# What is needed:
Within the data below, find the string "TipKind" and return each line where it occurs.

# Stored data:
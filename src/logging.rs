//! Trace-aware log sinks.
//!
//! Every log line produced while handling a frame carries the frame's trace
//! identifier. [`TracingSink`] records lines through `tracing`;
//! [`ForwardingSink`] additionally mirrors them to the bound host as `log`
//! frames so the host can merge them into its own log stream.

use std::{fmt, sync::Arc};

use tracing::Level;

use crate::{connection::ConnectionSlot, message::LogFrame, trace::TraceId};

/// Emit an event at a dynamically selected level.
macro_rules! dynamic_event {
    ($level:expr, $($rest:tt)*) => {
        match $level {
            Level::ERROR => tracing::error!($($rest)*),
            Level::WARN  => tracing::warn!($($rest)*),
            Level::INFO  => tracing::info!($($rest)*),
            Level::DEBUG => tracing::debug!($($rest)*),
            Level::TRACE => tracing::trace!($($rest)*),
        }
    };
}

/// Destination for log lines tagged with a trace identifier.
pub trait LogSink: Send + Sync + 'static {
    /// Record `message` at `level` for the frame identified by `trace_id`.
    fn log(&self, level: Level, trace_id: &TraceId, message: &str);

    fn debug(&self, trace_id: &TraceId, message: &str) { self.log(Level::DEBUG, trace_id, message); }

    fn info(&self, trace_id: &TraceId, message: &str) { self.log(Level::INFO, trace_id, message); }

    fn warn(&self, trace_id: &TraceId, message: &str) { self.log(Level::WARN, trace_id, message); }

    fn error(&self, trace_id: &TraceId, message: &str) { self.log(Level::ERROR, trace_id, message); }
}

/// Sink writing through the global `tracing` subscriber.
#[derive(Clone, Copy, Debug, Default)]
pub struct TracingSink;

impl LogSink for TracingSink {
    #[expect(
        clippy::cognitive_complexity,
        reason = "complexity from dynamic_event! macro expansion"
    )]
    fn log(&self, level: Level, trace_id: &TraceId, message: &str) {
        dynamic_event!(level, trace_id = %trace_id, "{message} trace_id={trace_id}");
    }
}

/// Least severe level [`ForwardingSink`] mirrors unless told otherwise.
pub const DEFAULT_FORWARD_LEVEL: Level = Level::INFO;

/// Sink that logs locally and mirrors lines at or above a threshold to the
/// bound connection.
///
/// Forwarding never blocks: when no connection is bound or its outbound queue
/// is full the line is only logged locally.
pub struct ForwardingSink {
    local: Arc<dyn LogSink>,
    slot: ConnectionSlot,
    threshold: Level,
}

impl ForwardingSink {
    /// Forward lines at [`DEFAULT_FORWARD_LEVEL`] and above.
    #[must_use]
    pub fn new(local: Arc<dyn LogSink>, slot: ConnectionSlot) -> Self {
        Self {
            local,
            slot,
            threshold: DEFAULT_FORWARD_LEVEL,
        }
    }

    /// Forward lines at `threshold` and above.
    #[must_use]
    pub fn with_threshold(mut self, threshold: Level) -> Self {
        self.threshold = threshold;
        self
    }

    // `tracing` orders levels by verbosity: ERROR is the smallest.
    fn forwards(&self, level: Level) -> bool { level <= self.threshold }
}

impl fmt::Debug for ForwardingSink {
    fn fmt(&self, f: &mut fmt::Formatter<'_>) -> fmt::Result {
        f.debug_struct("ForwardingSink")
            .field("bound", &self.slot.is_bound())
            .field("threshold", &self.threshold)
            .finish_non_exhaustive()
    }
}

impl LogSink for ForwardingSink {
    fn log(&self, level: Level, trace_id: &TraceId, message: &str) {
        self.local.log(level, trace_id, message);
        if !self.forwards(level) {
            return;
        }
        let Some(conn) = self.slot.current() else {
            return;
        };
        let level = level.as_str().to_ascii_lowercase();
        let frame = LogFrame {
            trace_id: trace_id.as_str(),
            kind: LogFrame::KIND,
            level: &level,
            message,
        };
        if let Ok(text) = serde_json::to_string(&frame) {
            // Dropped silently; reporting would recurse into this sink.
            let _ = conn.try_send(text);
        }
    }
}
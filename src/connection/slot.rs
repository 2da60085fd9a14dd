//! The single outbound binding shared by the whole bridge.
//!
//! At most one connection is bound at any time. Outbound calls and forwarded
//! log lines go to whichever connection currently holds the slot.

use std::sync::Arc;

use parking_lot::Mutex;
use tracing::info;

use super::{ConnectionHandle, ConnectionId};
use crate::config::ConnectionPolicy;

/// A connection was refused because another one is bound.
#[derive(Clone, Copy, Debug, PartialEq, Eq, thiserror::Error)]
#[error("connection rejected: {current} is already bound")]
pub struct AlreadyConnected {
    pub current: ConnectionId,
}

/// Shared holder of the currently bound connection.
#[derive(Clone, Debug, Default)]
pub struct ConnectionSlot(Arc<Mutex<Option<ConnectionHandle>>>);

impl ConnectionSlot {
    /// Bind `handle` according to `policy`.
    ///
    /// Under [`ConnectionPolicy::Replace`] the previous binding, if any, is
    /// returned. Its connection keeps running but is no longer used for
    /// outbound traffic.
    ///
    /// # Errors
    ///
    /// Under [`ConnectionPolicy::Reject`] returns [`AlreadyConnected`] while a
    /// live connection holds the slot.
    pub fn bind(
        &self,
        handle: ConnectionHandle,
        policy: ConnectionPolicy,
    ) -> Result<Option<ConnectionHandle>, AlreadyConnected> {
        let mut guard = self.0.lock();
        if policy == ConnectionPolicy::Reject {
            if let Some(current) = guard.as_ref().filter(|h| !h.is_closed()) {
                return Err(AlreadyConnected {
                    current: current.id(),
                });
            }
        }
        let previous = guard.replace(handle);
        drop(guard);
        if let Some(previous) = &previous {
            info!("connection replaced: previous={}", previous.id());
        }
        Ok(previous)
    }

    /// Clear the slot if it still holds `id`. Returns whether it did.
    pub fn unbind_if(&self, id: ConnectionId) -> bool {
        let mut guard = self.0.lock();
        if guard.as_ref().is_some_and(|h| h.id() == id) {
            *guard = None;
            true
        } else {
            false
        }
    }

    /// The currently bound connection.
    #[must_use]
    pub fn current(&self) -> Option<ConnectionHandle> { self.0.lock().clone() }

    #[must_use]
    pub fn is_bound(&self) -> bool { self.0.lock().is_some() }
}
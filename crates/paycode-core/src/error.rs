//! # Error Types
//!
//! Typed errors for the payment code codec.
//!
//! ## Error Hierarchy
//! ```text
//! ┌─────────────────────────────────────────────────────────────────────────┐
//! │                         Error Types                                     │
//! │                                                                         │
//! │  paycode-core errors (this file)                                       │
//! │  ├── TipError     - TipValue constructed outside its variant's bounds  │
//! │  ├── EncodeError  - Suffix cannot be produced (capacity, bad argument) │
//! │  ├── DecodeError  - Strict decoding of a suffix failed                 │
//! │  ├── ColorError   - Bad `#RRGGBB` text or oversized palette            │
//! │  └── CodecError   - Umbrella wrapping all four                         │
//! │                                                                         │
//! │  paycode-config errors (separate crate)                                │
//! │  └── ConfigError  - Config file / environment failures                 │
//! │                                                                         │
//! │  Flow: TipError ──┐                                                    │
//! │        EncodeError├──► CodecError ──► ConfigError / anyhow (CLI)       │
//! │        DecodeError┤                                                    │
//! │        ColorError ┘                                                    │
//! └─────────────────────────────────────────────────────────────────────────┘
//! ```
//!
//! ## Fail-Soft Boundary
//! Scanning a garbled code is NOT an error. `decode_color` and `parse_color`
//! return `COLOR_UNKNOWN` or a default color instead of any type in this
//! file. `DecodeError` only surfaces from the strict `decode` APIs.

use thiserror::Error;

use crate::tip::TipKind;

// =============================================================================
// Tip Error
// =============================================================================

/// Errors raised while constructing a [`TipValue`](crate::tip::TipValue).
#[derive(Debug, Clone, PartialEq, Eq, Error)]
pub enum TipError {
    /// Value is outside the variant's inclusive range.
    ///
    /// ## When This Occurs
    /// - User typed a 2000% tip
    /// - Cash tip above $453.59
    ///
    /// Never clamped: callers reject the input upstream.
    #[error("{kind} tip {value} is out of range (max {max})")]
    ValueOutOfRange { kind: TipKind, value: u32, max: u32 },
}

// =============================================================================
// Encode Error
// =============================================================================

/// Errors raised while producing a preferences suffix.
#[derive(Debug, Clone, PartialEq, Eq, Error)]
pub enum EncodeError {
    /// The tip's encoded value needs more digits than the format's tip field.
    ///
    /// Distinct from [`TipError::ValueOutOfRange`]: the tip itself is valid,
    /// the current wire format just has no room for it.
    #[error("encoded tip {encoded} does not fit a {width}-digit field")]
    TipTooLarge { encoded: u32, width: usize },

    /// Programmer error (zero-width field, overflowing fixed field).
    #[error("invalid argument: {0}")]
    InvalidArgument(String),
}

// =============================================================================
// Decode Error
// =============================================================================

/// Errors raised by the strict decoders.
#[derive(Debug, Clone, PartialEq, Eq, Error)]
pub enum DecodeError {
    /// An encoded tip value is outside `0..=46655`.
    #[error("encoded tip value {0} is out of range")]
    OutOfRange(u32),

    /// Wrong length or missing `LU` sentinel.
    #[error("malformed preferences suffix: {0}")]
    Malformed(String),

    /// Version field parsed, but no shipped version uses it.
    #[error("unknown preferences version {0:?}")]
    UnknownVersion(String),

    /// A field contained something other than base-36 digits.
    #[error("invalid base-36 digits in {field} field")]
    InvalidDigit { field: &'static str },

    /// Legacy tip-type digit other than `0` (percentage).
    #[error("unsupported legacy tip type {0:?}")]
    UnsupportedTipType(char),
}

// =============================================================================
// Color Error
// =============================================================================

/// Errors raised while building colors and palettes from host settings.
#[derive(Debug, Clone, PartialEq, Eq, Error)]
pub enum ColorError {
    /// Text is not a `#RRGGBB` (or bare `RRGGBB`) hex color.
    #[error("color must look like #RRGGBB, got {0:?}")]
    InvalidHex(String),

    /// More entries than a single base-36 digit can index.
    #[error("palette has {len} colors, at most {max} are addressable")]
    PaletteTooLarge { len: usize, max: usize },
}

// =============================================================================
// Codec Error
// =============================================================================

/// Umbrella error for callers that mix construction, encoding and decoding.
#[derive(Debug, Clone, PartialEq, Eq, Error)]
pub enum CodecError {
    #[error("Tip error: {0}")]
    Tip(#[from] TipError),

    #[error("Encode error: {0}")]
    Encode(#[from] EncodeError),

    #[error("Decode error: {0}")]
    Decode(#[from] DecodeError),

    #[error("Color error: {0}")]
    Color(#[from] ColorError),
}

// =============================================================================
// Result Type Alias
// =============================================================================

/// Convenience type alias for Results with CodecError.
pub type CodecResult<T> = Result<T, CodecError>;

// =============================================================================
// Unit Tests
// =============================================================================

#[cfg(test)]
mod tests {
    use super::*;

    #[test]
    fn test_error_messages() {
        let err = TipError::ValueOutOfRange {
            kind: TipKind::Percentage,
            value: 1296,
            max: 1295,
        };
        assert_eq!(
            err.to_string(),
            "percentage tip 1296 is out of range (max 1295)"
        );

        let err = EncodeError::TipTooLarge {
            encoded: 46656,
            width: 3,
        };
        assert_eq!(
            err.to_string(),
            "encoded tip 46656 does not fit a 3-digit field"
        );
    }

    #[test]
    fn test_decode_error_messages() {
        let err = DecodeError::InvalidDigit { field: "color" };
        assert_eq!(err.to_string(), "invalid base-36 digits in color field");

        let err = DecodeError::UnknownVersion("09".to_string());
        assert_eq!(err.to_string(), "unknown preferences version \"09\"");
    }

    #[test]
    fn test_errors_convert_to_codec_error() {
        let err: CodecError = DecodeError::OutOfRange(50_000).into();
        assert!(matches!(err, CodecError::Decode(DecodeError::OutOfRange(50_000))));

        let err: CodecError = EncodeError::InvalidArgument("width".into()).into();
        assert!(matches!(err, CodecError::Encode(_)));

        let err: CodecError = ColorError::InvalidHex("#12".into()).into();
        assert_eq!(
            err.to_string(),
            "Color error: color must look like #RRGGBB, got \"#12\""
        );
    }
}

==

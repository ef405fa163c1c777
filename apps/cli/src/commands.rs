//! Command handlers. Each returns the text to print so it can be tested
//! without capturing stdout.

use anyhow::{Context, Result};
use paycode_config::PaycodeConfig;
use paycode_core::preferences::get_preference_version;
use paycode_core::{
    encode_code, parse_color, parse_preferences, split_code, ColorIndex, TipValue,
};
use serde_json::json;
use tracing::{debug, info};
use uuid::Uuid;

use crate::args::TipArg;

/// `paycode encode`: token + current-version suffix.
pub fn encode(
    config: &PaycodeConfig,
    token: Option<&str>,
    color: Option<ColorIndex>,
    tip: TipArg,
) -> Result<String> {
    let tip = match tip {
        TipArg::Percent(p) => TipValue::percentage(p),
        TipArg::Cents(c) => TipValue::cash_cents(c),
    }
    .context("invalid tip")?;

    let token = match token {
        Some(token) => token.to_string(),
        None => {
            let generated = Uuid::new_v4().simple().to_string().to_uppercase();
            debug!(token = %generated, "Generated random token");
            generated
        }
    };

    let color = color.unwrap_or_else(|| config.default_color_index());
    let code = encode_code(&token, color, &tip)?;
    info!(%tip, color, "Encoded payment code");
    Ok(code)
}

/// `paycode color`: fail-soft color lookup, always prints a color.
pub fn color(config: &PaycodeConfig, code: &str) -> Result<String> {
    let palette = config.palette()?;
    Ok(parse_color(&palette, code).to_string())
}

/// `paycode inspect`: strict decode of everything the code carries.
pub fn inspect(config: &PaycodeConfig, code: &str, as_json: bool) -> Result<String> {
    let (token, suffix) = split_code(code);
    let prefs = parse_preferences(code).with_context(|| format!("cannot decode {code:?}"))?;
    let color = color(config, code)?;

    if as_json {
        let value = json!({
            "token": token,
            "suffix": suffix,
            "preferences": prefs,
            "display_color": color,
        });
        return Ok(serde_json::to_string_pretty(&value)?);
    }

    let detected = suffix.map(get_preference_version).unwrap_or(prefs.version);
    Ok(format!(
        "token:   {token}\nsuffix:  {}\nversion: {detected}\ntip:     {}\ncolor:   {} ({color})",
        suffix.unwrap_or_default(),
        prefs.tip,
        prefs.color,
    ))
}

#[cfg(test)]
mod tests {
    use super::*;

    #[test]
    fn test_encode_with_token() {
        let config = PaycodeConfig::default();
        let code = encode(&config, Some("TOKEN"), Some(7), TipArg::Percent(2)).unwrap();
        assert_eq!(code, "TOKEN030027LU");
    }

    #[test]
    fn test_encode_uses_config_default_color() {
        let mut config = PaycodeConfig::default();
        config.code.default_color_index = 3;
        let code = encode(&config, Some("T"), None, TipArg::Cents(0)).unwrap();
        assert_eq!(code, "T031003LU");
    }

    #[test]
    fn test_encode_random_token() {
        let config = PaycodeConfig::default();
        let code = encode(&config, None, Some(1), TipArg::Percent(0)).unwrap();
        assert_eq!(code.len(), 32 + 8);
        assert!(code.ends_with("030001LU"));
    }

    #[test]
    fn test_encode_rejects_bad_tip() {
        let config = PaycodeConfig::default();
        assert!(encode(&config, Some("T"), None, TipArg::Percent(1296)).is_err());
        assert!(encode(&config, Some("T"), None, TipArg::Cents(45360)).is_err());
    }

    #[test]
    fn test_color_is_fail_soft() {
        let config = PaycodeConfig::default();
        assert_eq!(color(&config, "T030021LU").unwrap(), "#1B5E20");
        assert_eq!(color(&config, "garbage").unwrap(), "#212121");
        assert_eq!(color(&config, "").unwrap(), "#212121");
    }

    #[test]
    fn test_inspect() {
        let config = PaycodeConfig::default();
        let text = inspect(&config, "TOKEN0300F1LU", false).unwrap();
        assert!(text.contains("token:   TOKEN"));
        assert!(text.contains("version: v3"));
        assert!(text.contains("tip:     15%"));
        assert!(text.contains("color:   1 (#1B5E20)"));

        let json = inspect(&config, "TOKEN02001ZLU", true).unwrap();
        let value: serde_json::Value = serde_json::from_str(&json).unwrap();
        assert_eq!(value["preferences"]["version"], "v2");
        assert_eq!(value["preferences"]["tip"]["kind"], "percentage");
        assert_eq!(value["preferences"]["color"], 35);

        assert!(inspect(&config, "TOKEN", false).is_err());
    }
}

--

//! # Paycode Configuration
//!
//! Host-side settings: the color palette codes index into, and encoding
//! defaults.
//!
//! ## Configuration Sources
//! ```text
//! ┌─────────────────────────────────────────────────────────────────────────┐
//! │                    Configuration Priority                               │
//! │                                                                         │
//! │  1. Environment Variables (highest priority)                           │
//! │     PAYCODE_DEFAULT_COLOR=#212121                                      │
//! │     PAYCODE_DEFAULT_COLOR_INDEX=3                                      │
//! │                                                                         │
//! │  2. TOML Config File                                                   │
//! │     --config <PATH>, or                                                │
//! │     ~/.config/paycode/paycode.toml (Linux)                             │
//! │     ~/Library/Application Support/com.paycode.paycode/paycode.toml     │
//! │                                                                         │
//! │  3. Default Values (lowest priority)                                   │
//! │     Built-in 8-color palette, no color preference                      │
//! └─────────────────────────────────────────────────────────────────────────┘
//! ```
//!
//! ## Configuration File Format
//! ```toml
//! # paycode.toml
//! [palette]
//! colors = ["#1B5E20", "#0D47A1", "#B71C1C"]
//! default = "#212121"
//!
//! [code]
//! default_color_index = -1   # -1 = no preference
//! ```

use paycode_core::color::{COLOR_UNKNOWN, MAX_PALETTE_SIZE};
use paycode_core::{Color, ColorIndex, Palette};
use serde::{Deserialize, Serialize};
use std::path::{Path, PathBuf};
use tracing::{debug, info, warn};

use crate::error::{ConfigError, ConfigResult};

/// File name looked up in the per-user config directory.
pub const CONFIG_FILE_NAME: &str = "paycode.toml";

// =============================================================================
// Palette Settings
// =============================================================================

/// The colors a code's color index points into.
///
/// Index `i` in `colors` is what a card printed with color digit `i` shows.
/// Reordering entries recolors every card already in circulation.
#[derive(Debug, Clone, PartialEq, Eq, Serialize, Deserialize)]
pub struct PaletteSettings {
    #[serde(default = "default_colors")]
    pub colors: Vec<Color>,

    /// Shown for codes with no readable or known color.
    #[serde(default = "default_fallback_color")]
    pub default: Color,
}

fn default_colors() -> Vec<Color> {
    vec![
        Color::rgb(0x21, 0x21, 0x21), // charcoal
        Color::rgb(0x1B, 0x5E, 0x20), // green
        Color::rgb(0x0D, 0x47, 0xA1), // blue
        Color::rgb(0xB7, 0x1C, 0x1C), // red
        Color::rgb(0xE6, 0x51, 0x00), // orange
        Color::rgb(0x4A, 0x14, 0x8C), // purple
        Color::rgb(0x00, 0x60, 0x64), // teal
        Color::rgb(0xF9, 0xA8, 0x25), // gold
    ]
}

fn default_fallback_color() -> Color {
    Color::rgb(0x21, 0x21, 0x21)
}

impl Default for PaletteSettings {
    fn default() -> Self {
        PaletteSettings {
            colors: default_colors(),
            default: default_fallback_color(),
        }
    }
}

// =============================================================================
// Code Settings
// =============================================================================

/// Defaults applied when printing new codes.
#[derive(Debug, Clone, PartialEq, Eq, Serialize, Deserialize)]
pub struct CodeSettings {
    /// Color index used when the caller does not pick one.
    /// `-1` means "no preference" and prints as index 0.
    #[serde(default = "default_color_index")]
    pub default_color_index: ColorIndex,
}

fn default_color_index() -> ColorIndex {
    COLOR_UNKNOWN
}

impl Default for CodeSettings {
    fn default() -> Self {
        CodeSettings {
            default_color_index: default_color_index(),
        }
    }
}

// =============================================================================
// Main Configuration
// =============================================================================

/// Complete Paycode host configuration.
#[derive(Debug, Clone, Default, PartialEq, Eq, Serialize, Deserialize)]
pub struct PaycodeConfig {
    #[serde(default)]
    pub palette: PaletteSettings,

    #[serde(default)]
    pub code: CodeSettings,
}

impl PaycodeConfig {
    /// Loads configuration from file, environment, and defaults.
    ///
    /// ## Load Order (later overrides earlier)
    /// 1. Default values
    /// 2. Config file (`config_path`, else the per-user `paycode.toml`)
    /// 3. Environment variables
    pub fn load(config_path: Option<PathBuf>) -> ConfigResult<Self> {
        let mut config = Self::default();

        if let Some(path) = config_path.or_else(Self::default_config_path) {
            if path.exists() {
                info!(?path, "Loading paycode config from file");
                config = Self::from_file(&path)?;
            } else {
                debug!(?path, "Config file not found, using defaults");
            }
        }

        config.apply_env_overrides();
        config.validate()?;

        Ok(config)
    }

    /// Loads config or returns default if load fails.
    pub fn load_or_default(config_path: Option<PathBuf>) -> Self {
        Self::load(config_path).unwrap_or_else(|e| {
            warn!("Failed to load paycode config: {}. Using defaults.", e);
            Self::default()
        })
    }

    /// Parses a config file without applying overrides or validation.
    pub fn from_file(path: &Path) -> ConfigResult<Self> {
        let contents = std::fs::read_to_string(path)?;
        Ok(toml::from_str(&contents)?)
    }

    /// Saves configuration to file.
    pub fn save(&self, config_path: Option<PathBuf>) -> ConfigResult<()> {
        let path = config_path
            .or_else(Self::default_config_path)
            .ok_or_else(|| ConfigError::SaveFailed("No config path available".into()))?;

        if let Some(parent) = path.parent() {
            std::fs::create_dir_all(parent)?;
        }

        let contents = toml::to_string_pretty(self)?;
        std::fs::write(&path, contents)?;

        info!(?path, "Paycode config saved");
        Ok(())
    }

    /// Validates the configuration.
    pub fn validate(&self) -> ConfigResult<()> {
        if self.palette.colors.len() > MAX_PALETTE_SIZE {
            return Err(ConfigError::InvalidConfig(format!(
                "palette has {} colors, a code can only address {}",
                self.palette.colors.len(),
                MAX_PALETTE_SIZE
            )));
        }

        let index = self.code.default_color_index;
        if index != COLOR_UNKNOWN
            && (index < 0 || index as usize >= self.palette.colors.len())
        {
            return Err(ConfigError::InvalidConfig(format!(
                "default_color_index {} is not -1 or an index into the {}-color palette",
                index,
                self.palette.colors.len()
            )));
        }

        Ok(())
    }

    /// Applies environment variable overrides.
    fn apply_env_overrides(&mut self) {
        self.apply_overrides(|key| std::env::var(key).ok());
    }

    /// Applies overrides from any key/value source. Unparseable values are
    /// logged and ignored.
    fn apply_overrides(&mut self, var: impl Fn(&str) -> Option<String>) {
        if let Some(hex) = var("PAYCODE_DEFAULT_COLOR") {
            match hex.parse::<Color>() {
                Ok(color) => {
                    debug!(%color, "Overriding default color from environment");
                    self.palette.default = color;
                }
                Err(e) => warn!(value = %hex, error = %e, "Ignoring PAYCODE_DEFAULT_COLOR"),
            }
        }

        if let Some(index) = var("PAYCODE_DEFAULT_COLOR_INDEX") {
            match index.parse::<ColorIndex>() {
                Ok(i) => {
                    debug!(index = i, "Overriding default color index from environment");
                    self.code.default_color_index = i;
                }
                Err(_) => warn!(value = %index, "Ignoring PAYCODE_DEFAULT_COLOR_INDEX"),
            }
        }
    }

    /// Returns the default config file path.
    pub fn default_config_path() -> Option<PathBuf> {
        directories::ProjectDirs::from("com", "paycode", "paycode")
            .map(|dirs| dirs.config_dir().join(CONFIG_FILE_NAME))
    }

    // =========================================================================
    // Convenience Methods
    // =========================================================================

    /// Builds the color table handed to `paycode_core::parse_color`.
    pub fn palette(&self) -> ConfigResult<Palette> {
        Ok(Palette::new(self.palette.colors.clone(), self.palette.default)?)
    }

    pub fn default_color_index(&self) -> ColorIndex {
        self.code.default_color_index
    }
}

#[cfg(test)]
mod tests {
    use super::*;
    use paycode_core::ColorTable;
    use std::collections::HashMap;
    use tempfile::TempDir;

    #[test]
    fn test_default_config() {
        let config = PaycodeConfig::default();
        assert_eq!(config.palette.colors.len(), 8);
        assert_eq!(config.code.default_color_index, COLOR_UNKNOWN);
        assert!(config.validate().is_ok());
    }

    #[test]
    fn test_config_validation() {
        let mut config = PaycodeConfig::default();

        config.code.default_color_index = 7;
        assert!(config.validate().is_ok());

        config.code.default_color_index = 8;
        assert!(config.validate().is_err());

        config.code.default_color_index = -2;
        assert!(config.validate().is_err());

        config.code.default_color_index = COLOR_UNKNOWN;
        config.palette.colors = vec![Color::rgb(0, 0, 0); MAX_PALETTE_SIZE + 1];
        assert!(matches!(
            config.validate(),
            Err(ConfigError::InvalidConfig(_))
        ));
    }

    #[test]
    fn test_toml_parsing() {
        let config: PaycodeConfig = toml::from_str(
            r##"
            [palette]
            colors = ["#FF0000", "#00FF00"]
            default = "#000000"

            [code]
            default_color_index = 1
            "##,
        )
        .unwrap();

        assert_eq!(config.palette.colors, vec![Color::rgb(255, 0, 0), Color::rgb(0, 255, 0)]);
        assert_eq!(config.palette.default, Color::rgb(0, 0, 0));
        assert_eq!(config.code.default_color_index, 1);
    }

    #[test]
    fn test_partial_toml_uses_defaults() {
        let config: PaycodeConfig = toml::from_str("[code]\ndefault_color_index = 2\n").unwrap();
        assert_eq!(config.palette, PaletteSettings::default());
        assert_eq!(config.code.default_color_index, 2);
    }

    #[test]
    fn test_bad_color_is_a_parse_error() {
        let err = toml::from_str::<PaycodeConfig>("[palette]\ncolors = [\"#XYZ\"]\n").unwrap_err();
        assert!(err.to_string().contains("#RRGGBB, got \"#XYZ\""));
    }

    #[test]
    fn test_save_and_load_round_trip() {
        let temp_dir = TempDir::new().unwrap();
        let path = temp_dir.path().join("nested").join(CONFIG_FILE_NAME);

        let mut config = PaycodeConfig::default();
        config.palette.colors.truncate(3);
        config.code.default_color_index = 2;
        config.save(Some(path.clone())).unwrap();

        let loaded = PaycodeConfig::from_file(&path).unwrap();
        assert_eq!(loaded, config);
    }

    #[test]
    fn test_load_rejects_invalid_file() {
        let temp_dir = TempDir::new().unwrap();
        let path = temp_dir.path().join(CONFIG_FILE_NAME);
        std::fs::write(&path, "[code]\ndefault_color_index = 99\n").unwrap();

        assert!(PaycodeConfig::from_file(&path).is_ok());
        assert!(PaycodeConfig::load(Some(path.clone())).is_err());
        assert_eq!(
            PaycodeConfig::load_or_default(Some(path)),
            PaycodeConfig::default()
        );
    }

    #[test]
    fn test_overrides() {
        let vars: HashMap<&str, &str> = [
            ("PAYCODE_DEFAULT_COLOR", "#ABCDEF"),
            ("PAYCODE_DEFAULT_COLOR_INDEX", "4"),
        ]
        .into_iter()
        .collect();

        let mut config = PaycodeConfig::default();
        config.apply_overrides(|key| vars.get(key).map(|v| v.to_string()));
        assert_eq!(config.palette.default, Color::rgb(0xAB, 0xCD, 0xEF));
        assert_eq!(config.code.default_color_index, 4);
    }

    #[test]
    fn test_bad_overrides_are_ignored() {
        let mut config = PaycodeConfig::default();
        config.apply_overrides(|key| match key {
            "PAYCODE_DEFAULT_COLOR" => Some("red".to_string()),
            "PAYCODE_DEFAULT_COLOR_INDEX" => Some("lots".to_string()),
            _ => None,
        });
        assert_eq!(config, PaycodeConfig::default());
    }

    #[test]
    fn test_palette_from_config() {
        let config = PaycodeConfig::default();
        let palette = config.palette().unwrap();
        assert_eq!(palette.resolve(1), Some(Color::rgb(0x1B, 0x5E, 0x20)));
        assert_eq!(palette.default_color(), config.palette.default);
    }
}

# Solution for this exercise:
use crate::tip::TipKind;
    ValueOutOfRange { kind: TipKind, value: u32, max: u32 },
            kind: TipKind::Percentage,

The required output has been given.